An AI pipeline that turns raw video clips into an editable CapCut project for short-form reel editing.

It is as simple as:

```bash
lasagnastack make ./my_clips/ --out ./my_output_folder/
```

where...

`./my_clips/`: an existing folder of raw video clips in MP4/MOV format + one `.txt` creator brief.  
`./my_output_folder/`: a folder created by the pipeline to store its output, including:
  - A copy of the AI-generated CapCut project folder that will already have been loaded into CapCut Desktop.
  - A `post_caption.txt` file that contains the AI-generated post caption for the reel.
  - Intermediate output files from each pipeline stage for debugging and logging.
  - Cached files from various pipeline stages for faster re-runs.

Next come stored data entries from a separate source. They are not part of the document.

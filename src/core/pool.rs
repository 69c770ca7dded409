// Copyright (c) 2026 Amunchain
// Licensed under the Apache License, Version 2.0 (the "License");
// you may not use this file except in compliance with the License.
// You may obtain a copy of the License at
//     http://www.apache.org/licenses/LICENSE-2.0
// Unless required by applicable law or agreed to in writing, software
// distributed under the License is distributed on an "AS IS" BASIS,
// WITHOUT WARRANTIES OR CONDITIONS OF ANY KIND, either express or implied.
// See the License for the specific language governing permissions and
// limitations under the License.

#![forbid(unsafe_code)]
#![warn(missing_docs)]

//! Bounded connection pool (C2): a map of live transport sessions keyed by
//! session id, with lookup by remote address.

use crate::core::types::{now_ms, Address};
use crate::networking::peer_score::{Decision, PeerScore, ScoreParams};
use std::collections::HashMap;
use std::sync::atomic::{AtomicU64, Ordering};
use std::sync::Arc;
use std::time::Instant;
use thiserror::Error;
use tokio::io::BufReader;
use tokio::net::tcp::{OwnedReadHalf, OwnedWriteHalf};
use tokio::net::TcpStream;
use tokio::sync::{Mutex, RwLock};

/// Pool errors.
#[derive(Debug, Error, PartialEq, Eq)]
pub enum PoolError {
    /// The pool is at `MaxConnections` capacity.
    #[error("pool full")]
    PoolFull,
}

/// Lifecycle state of a session.
#[derive(Clone, Copy, Debug, PartialEq, Eq)]
pub enum SessionState {
    /// Transport established, handshake not yet attempted.
    Connected,
    /// Handshake (`READY_REQUEST`) in flight.
    Handshaking,
    /// Handshake complete; steady-state traffic flows.
    Ready,
    /// Session has been closed; retained briefly for cleanup bookkeeping.
    Closed,
}

/// Direction in which the session was established.
#[derive(Clone, Copy, Debug, PartialEq, Eq)]
pub enum SessionType {
    /// We accepted the connection.
    Incoming,
    /// We dialed the connection.
    Outgoing,
}

/// A unique session identifier, stamped by the pool on insertion.
pub type SessionId = u64;

/// A live transport session plus its protocol-level bookkeeping.
pub struct Session {
    /// Session id, assigned by the pool.
    pub id: SessionId,
    /// Remote node address, once known via handshake. Starts `None` for a
    /// freshly accepted inbound connection and is filled in by
    /// [`ConnectionPool::bind_address`] once the handshake resolves it, so
    /// it's kept behind a mutex rather than a plain field.
    pub peer_address: std::sync::Mutex<Option<Address>>,
    /// Remote `host:port`.
    pub network_address: String,
    /// Lifecycle state. Interior-mutable: the owning read/write loop and the
    /// pool's own cleanup sweep both need to update it without a `&mut
    /// Session` (sessions are always shared as `Arc<Session>`).
    state: std::sync::Mutex<SessionState>,
    /// Direction.
    pub session_type: SessionType,
    /// Creation time (ms since epoch).
    pub created_at: u64,
    /// Last observed activity (ms since epoch).
    pub last_activity: u64,
    /// Buffered read half, owned by whichever task runs this session's read
    /// loop. Held behind a mutex only so the pool can hand it out uniformly;
    /// in practice exactly one task ever locks it (§5: one task per session).
    /// Buffering is persistent across calls so bytes read ahead of a `\n`
    /// boundary are never discarded between reads.
    pub reader: Mutex<BufReader<OwnedReadHalf>>,
    /// Write half, serialized behind a mutex so writes from any task remain
    /// FIFO per session without blocking the read loop.
    pub writer: Mutex<OwnedWriteHalf>,
}

impl Session {
    /// Touch the activity timestamp.
    pub fn touch(&mut self) {
        self.last_activity = now_ms();
    }

    /// Current lifecycle state.
    pub fn state(&self) -> SessionState {
        *self.state.lock().unwrap()
    }

    /// Transition to a new lifecycle state.
    pub fn set_state(&self, state: SessionState) {
        *self.state.lock().unwrap() = state;
    }
}

struct Inner {
    sessions: HashMap<SessionId, Arc<Session>>,
    by_address: HashMap<Address, SessionId>,
    max_connections: usize,
}

/// Bounded map of live sessions. Mutation takes an exclusive lock; lookups
/// take a shared lock (enforced by using a single `tokio::sync::RwLock` over
/// the whole map, since the map itself — not transport I/O — is the guarded
/// resource).
pub struct ConnectionPool {
    inner: RwLock<Inner>,
    next_id: AtomicU64,
    peer_inactive_timeout_ms: u64,
    /// Gates repeated protocol violations (§7: a session is closed only on
    /// repeated or security-relevant violations, never on a single malformed
    /// frame). Keyed by whatever identity is known at the time of the
    /// violation — the joiner's address once handshaken, otherwise its
    /// remote `host:port`.
    peer_score: std::sync::Mutex<PeerScore>,
    ban_threshold: i32,
}

impl ConnectionPool {
    /// Construct an empty pool.
    pub fn new(max_connections: usize, peer_inactive_timeout_ms: u64) -> Self {
        let score_params = ScoreParams::default();
        Self {
            inner: RwLock::new(Inner {
                sessions: HashMap::new(),
                by_address: HashMap::new(),
                max_connections,
            }),
            next_id: AtomicU64::new(1),
            peer_inactive_timeout_ms,
            ban_threshold: score_params.ban_threshold,
            peer_score: std::sync::Mutex::new(PeerScore::new(score_params)),
        }
    }

    /// Record a protocol violation (malformed/oversized frame, unexpected
    /// message type) from `key` and return the resulting decision. Callers
    /// close the session on `Decision::Ban`.
    pub fn record_violation(&self, key: &[u8]) -> Decision {
        self.peer_score
            .lock()
            .unwrap()
            .observe_bad(key.to_vec(), Instant::now(), 1)
    }

    /// Record well-formed traffic from `key`, slowly offsetting past
    /// violations.
    pub fn record_good(&self, key: &[u8]) {
        let _ = self
            .peer_score
            .lock()
            .unwrap()
            .observe_good(key.to_vec(), Instant::now(), 1);
    }

    /// Whether `key` is currently banned, checked before admitting a new
    /// session from a remote that has already accumulated enough violations.
    /// A pure read: does not itself record an observation or apply decay.
    pub fn is_banned(&self, key: &[u8]) -> bool {
        self.peer_score.lock().unwrap().score_of(key) <= -self.ban_threshold
    }

    /// Move reputation accumulated under `from` (e.g. a pre-handshake
    /// `ip:port`) onto `to` (e.g. the now-known protocol `Address`), so a
    /// ban survives the identity switch instead of starting over at zero.
    pub fn migrate_reputation(&self, from: &[u8], to: &[u8]) {
        self.peer_score.lock().unwrap().migrate(from, to);
    }

    /// Insert a new session, stamping its id. Rejects when at capacity.
    pub async fn add(
        &self,
        peer_address: Option<Address>,
        network_address: String,
        session_type: SessionType,
        transport: TcpStream,
    ) -> Result<Arc<Session>, PoolError> {
        let mut inner = self.inner.write().await;
        if inner.sessions.len() >= inner.max_connections {
            return Err(PoolError::PoolFull);
        }
        let id = self.next_id.fetch_add(1, Ordering::Relaxed);
        let now = now_ms();
        let (read_half, write_half) = transport.into_split();
        let session = Arc::new(Session {
            id,
            peer_address: std::sync::Mutex::new(peer_address),
            network_address,
            state: std::sync::Mutex::new(SessionState::Connected),
            session_type,
            created_at: now,
            last_activity: now,
            reader: Mutex::new(BufReader::new(read_half)),
            writer: Mutex::new(write_half),
        });
        inner.sessions.insert(id, session.clone());
        if let Some(addr) = peer_address {
            inner.by_address.insert(addr, id);
        }
        Ok(session)
    }

    /// Look up by session id.
    pub async fn get(&self, id: SessionId) -> Option<Arc<Session>> {
        self.inner.read().await.sessions.get(&id).cloned()
    }

    /// Look up by remote address.
    pub async fn get_by_address(&self, addr: Address) -> Option<Arc<Session>> {
        let inner = self.inner.read().await;
        let id = *inner.by_address.get(&addr)?;
        inner.sessions.get(&id).cloned()
    }

    /// Associate a session with a now-known peer address (post-handshake).
    pub async fn bind_address(&self, id: SessionId, addr: Address) {
        let mut inner = self.inner.write().await;
        inner.by_address.insert(addr, id);
        if let Some(session) = inner.sessions.get(&id) {
            *session.peer_address.lock().unwrap() = Some(addr);
        }
    }

    /// Remove a session by id. Idempotent.
    pub async fn remove(&self, id: SessionId) {
        let mut inner = self.inner.write().await;
        if let Some(session) = inner.sessions.remove(&id) {
            session.set_state(SessionState::Closed);
            if let Some(addr) = *session.peer_address.lock().unwrap() {
                inner.by_address.remove(&addr);
            }
        }
    }

    /// Mark a session `Closed` without removing it from the map. Used by
    /// callers that can't afford the write lock inline (e.g. a broadcast
    /// fan-out holding several session writer locks at once); the next
    /// [`Self::cleanup`] pass reaps it.
    pub async fn mark_closed(&self, id: SessionId) {
        let inner = self.inner.read().await;
        if let Some(session) = inner.sessions.get(&id) {
            session.set_state(SessionState::Closed);
        }
    }

    /// Remove a session by remote address. Idempotent.
    pub async fn remove_by_address(&self, addr: Address) {
        let id = { self.inner.read().await.by_address.get(&addr).copied() };
        if let Some(id) = id {
            self.remove(id).await;
        }
    }

    /// All live sessions, as a snapshot vector (for broadcast fan-out).
    pub async fn snapshot(&self) -> Vec<Arc<Session>> {
        self.inner.read().await.sessions.values().cloned().collect()
    }

    /// Number of live sessions.
    pub async fn len(&self) -> usize {
        self.inner.read().await.sessions.len()
    }

    /// Whether the pool currently holds no sessions.
    pub async fn is_empty(&self) -> bool {
        self.len().await == 0
    }

    /// Remove any session that's `Closed` or whose `lastActivity` predates
    /// `PeerInactiveTimeout`. Run periodically (§5).
    pub async fn cleanup(&self) {
        let now = now_ms();
        let stale: Vec<SessionId> = {
            let inner = self.inner.read().await;
            inner
                .sessions
                .values()
                .filter(|s| {
                    s.state() == SessionState::Closed
                        || now.saturating_sub(s.last_activity) > self.peer_inactive_timeout_ms
                })
                .map(|s| s.id)
                .collect()
        };
        for id in stale {
            self.remove(id).await;
        }
    }
}

#[cfg(test)]
mod tests {
    use super::*;

    async fn dummy_stream() -> TcpStream {
        let listener = tokio::net::TcpListener::bind("127.0.0.1:0").await.unwrap();
        let addr = listener.local_addr().unwrap();
        let connect = tokio::spawn(async move { TcpStream::connect(addr).await.unwrap() });
        let (accepted, _) = listener.accept().await.unwrap();
        let _ = connect.await.unwrap();
        accepted
    }

    #[tokio::test]
    async fn add_and_get_roundtrip() {
        let pool = ConnectionPool::new(4, 60_000);
        let a = Address::from_bytes([9u8; 20]);
        let s = pool
            .add(Some(a), "127.0.0.1:1".into(), SessionType::Incoming, dummy_stream().await)
            .await
            .unwrap();
        assert_eq!(pool.get(s.id).await.unwrap().id, s.id);
        assert_eq!(pool.get_by_address(a).await.unwrap().id, s.id);
    }

    #[tokio::test]
    async fn pool_full_rejects() {
        let pool = ConnectionPool::new(1, 60_000);
        let _ = pool
            .add(None, "x".into(), SessionType::Incoming, dummy_stream().await)
            .await
            .unwrap();
        let err = pool
            .add(None, "y".into(), SessionType::Incoming, dummy_stream().await)
            .await
            .unwrap_err();
        assert_eq!(err, PoolError::PoolFull);
    }

    #[tokio::test]
    async fn remove_is_idempotent() {
        let pool = ConnectionPool::new(4, 60_000);
        let s = pool
            .add(None, "x".into(), SessionType::Incoming, dummy_stream().await)
            .await
            .unwrap();
        pool.remove(s.id).await;
        pool.remove(s.id).await;
        assert!(pool.get(s.id).await.is_none());
    }

    #[tokio::test]
    async fn repeated_violations_eventually_ban() {
        let pool = ConnectionPool::new(4, 60_000);
        let key = b"10.0.0.1:4000";
        assert!(!pool.is_banned(key));
        let mut decision = Decision::Allow;
        for _ in 0..100 {
            decision = pool.record_violation(key);
            if decision == Decision::Ban {
                break;
            }
        }
        assert_eq!(decision, Decision::Ban);
        assert!(pool.is_banned(key));
    }

    #[tokio::test]
    async fn record_good_does_not_ban() {
        let pool = ConnectionPool::new(4, 60_000);
        let key = b"10.0.0.2:4000";
        for _ in 0..50 {
            pool.record_good(key);
        }
        assert!(!pool.is_banned(key));
    }

    #[tokio::test]
    async fn new_session_starts_connected() {
        let pool = ConnectionPool::new(4, 60_000);
        let s = pool
            .add(None, "x".into(), SessionType::Incoming, dummy_stream().await)
            .await
            .unwrap();
        assert_eq!(s.state(), SessionState::Connected);
    }

    #[tokio::test]
    async fn cleanup_reaps_closed_sessions_even_when_fresh() {
        let pool = ConnectionPool::new(4, 60_000);
        let s = pool
            .add(None, "x".into(), SessionType::Incoming, dummy_stream().await)
            .await
            .unwrap();
        pool.mark_closed(s.id).await;
        assert_eq!(pool.get(s.id).await.unwrap().state(), SessionState::Closed);
        pool.cleanup().await;
        assert!(pool.get(s.id).await.is_none());
    }

    #[tokio::test]
    async fn remove_marks_the_session_closed() {
        let pool = ConnectionPool::new(4, 60_000);
        let s = pool
            .add(None, "x".into(), SessionType::Incoming, dummy_stream().await)
            .await
            .unwrap();
        let handle = s.clone();
        pool.remove(s.id).await;
        assert_eq!(handle.state(), SessionState::Closed);
    }

    #[tokio::test]
    async fn is_banned_is_a_pure_read() {
        let pool = ConnectionPool::new(4, 60_000);
        let key = b"10.0.0.3:4000";
        while pool.record_violation(key) != Decision::Ban {}
        assert!(pool.is_banned(key));
        for _ in 0..10 {
            assert!(pool.is_banned(key));
        }
    }
}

The pipeline runs in seven sequential stages: 
  - **ingest** (uses ffmpeg) → 
  - **analyse** (uses LLM APIs) → 
  - **direct** (uses LLM APIs) → 
  - **critique loop** (uses LLM APIs) → 
  - **enhance** (uses LLM APIs) → 
  - **render** (uses pyCapCut) → 
  - **post caption** (uses LLM APIs)

---

## For users...

### Installation

Install via Homebrew:

```bash
brew tap jyjulianwong/lasagnastack                                                                                                  
brew install lasagnastack
```

Install via PyPI:

```bash
pip install lasagnastack
```

### Authentication

You will need to provide your own API keys for the LLM APIs you use. The required API key depends on the value of `LSNSTK_LLM_MODEL`.

#### Gemini (e.g. `gemini/gemini-2.5-flash`)

Get a key at [aistudio.google.com/apikey](https://aistudio.google.com/apikey) and set it as an environment variable:

```bash
export LSNSTK_LLM_MODEL=gemini/gemini-2.5-flash
export LSNSTK_LLM_GEMINI_API_KEY=your-key-here
```

#### OpenRouter (e.g. `openrouter/deepseek/deepseek-v3.2`)

Get a key at [openrouter.ai/settings/keys](https://openrouter.ai/settings/keys) and set these environment variables:

```bash
export LSNSTK_LLM_MODEL=openrouter/deepseek/deepseek-v3.2
export LSNSTK_LLM_OPENROUTER_API_KEY=your-key-here
```

> **NOTE:** Stage 2 (analyse) uploads video to the Gemini Files API and always requires `LSNSTK_LLM_GEMINI_API_KEY`, even when the other stages use an OpenRouter model.

### How to add skills

Skills are used to customise the pipeline to your own social media account's styles and branding, or use pre-written skills from marketplaces to cater for different types of reel content.

A skill is a Markdown (`.md`) file that contains the prompt templates for the direct, critique, and enhance stages. The skill file is injected into the prompt templates for the direct, critique, and enhance stages.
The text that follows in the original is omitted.